(Stored data entries)
• • • • • • •
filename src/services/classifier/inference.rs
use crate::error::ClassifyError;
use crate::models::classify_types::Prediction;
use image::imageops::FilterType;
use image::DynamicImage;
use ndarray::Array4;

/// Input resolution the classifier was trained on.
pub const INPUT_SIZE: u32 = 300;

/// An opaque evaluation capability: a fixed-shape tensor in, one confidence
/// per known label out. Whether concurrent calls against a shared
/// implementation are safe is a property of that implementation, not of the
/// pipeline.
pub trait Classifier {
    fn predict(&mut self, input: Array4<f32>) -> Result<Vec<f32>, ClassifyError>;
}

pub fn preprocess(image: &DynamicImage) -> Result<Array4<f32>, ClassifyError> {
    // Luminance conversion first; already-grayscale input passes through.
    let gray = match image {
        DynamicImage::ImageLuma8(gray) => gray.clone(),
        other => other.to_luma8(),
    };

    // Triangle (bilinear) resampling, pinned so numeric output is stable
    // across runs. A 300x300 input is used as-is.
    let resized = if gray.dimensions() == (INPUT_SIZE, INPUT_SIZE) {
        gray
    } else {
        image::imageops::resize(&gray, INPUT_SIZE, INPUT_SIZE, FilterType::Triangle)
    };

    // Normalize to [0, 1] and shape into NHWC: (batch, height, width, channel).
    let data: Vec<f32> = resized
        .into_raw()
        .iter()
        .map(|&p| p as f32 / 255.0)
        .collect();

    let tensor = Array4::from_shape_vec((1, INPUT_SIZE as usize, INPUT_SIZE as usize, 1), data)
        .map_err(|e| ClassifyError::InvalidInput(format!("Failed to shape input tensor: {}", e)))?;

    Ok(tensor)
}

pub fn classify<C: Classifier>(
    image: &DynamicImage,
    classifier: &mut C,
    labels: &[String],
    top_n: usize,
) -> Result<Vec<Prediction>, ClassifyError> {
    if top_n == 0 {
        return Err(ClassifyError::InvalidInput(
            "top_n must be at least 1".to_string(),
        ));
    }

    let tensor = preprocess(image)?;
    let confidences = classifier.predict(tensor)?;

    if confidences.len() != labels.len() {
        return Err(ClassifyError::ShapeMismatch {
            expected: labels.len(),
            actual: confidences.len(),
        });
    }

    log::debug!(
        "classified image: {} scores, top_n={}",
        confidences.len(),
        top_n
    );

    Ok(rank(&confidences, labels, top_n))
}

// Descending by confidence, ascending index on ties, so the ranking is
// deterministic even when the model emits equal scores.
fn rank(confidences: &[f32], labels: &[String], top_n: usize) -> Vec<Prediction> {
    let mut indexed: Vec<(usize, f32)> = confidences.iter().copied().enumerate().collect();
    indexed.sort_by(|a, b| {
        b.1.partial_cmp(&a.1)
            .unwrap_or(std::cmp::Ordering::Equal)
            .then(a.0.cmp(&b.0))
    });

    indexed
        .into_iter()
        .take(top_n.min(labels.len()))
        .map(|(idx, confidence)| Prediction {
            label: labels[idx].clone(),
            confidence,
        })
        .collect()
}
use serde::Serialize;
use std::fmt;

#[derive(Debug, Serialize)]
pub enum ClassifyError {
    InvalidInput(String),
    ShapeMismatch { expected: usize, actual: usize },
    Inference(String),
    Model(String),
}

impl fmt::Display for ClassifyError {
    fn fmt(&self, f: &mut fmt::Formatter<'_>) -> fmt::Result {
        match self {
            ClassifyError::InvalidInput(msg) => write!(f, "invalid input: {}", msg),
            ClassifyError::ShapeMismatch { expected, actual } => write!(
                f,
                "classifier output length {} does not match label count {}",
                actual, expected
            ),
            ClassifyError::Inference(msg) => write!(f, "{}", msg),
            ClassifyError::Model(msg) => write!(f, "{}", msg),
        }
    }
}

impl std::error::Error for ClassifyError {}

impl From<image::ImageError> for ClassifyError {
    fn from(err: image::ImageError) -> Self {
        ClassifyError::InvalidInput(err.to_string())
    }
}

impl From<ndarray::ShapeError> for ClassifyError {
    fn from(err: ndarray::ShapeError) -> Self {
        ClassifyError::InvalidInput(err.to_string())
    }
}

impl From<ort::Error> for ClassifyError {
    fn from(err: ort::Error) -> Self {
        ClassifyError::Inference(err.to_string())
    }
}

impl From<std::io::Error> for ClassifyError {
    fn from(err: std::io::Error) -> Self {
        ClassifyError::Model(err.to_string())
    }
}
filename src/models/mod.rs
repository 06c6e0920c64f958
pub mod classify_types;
• • • • • • •
Exercise requirements
Wherever the word "FilterType" turns up in a line of the entries above, copy that line.

Output for this task
use image::imageops::FilterType;
        image::imageops::resize(&gray, INPUT_SIZE, INPUT_SIZE, FilterType::Triangle)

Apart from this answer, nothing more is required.